(Your assignment): Up to and including the line that contains "id gap: expected", reproduce every line exactly, beginning with the first line below.

(Given entries):
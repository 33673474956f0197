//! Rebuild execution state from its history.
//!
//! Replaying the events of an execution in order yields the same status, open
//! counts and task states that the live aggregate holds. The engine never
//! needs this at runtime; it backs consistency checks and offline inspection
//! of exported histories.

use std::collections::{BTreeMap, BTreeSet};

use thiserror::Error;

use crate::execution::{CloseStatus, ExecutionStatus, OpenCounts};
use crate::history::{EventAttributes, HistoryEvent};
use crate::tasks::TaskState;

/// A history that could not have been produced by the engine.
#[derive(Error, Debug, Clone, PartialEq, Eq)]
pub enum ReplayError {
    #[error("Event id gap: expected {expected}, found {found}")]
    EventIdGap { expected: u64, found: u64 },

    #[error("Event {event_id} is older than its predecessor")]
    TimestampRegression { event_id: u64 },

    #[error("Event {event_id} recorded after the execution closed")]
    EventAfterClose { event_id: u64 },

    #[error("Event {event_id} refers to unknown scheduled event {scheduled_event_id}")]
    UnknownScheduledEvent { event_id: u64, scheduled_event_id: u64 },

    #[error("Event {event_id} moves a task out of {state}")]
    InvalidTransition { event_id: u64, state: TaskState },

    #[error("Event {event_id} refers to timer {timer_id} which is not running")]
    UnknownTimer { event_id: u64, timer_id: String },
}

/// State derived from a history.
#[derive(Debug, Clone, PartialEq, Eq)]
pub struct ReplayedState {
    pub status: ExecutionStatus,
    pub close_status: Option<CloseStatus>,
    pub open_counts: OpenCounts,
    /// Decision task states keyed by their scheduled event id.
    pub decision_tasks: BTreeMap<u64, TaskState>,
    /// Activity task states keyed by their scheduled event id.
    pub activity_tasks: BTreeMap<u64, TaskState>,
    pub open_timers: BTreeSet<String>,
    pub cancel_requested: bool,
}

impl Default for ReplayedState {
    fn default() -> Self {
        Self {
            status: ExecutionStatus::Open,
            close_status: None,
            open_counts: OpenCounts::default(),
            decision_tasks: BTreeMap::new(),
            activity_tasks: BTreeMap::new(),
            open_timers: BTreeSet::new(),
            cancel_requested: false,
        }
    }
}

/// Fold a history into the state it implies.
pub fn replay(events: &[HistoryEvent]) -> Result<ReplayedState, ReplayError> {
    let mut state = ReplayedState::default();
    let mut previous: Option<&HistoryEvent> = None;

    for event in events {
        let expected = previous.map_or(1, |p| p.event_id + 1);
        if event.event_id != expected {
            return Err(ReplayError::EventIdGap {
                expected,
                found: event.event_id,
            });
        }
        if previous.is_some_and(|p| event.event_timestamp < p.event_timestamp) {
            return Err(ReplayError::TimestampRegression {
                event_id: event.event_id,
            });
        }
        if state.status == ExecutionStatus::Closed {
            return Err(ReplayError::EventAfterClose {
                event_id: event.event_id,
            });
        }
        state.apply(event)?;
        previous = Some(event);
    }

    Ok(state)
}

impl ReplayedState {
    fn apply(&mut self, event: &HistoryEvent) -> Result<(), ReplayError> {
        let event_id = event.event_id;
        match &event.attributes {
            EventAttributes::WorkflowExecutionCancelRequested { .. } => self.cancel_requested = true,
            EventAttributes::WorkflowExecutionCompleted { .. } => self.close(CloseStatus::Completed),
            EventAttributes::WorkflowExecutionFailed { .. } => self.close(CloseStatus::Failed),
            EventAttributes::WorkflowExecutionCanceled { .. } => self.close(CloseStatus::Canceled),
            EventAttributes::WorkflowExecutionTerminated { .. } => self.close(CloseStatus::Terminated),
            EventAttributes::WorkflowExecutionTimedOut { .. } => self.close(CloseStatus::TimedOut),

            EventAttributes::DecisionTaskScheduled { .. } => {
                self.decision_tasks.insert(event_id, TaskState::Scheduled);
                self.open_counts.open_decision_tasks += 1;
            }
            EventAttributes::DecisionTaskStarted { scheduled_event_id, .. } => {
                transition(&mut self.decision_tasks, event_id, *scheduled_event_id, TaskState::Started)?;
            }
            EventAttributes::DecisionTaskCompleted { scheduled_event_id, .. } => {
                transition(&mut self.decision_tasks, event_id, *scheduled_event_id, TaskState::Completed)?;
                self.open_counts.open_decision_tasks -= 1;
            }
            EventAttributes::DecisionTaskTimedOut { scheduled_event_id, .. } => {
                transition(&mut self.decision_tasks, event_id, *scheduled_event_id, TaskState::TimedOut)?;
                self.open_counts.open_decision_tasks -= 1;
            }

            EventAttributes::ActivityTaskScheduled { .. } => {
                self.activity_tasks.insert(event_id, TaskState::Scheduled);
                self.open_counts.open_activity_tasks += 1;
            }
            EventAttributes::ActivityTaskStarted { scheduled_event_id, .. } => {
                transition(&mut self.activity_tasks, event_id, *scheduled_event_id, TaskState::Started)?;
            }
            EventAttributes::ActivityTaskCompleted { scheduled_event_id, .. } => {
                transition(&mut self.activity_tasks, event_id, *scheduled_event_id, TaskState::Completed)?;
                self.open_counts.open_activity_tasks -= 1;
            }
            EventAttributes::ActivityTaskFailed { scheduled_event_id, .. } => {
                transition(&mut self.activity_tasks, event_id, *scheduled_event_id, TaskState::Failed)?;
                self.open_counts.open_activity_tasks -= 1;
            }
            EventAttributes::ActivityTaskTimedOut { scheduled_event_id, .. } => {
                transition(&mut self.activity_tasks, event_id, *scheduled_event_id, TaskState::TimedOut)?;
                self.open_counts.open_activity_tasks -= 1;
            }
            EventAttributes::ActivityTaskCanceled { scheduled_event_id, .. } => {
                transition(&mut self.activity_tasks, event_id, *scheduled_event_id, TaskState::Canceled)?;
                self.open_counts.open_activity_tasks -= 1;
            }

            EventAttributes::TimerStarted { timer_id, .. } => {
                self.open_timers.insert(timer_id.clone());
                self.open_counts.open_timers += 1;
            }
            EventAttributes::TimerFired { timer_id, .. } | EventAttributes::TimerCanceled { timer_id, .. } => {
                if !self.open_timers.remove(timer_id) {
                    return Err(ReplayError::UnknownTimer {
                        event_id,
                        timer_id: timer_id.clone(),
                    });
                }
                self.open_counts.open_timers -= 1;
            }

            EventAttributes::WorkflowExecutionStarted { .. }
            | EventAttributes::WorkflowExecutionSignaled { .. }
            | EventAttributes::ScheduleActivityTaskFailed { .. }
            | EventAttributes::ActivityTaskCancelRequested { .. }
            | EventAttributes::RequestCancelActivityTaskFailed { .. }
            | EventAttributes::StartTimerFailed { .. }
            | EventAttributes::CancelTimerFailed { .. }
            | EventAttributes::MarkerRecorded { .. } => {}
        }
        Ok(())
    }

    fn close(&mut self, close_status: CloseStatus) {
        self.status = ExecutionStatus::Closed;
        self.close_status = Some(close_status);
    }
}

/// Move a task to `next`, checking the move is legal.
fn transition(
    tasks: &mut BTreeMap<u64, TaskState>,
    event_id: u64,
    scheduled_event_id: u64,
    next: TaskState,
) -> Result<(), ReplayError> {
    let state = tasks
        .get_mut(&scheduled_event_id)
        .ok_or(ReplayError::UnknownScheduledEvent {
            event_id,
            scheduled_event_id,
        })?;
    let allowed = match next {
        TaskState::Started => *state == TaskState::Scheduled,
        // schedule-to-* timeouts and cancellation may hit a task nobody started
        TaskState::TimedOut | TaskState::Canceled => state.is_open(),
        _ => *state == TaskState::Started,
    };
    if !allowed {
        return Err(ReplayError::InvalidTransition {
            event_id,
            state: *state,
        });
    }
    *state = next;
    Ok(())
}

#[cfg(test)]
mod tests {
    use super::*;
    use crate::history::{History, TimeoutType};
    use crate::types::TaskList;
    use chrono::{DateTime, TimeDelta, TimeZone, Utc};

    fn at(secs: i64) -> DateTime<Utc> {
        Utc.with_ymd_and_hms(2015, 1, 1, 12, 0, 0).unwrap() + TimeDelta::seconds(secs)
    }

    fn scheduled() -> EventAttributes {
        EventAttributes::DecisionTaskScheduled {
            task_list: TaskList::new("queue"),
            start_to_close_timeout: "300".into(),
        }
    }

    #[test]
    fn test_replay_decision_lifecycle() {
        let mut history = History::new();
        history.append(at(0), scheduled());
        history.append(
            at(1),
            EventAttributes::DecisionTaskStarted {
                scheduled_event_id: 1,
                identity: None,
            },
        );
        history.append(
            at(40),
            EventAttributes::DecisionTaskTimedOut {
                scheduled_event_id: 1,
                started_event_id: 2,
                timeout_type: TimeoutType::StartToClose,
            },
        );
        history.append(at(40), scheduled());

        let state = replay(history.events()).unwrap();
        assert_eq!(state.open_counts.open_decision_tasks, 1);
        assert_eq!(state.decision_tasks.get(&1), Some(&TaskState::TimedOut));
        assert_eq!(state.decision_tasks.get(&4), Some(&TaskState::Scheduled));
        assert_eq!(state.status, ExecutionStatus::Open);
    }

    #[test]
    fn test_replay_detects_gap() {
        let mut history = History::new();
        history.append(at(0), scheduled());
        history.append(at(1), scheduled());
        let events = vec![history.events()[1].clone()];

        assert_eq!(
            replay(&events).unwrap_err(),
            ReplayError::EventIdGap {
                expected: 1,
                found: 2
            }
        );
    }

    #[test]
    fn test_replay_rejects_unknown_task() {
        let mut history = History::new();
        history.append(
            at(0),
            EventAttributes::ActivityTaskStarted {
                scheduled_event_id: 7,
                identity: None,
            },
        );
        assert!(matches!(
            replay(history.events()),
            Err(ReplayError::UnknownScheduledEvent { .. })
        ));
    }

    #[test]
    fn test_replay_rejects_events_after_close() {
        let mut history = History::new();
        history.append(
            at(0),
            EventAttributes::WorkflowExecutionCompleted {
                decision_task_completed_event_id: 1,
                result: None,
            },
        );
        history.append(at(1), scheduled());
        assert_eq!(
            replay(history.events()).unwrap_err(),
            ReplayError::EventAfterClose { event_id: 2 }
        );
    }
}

(Finished exercise):
repository 33673474956f0197
//! Rebuild execution state from its history.
//!
//! Replaying the events of an execution in order yields the same status, open
//! counts and task states that the live aggregate holds. The engine never
//! needs this at runtime; it backs consistency checks and offline inspection
//! of exported histories.

use std::collections::{BTreeMap, BTreeSet};

use thiserror::Error;

use crate::execution::{CloseStatus, ExecutionStatus, OpenCounts};
use crate::history::{EventAttributes, HistoryEvent};
use crate::tasks::TaskState;

/// A history that could not have been produced by the engine.
#[derive(Error, Debug, Clone, PartialEq, Eq)]
pub enum ReplayError {
    #[error("Event id gap: expected {expected}, found {found}")]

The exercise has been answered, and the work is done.